Instructions for the task
Going through the data, count each line that has the word "text". Reply with the total and nothing more.

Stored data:
════════════════════

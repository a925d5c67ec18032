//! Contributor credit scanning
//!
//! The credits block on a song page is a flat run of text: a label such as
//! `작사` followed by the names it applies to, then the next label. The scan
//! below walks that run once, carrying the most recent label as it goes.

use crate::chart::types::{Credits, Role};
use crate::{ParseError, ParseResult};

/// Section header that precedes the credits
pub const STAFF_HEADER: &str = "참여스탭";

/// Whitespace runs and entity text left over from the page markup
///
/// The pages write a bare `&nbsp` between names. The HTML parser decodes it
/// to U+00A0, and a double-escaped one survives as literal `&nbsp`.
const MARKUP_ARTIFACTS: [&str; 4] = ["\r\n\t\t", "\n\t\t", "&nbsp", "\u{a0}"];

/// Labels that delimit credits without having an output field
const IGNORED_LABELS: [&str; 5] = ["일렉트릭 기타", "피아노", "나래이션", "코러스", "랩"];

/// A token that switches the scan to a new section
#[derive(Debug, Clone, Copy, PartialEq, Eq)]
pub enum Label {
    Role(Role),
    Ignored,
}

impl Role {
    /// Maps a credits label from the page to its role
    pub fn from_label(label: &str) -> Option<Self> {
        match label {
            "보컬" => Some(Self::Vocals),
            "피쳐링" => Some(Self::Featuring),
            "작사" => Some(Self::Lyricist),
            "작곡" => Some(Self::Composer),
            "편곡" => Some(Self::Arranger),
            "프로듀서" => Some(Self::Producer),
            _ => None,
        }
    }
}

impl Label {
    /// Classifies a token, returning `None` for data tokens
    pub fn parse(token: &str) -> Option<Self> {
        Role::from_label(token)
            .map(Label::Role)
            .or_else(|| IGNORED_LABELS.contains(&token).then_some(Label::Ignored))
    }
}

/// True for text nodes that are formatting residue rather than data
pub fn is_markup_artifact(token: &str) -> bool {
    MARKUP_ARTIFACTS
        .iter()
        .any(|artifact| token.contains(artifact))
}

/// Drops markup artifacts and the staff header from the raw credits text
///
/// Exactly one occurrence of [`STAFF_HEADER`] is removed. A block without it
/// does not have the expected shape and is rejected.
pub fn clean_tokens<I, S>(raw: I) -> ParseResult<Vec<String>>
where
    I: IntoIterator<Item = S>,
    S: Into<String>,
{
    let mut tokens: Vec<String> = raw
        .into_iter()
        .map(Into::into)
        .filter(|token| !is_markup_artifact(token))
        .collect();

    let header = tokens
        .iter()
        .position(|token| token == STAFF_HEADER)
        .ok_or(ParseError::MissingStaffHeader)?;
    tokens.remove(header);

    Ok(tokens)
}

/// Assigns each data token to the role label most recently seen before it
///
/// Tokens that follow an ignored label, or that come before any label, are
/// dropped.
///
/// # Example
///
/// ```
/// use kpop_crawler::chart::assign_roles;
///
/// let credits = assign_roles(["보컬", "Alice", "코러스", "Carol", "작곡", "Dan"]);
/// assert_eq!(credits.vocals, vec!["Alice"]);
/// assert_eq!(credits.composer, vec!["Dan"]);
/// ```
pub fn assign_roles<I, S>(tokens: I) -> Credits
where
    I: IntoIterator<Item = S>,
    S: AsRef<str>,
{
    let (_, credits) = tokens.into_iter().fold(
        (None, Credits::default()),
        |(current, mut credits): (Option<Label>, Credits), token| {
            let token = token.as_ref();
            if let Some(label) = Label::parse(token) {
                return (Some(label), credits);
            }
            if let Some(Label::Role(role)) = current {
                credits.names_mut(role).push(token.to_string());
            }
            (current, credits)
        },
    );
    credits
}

════════════════════

Solved exercise
4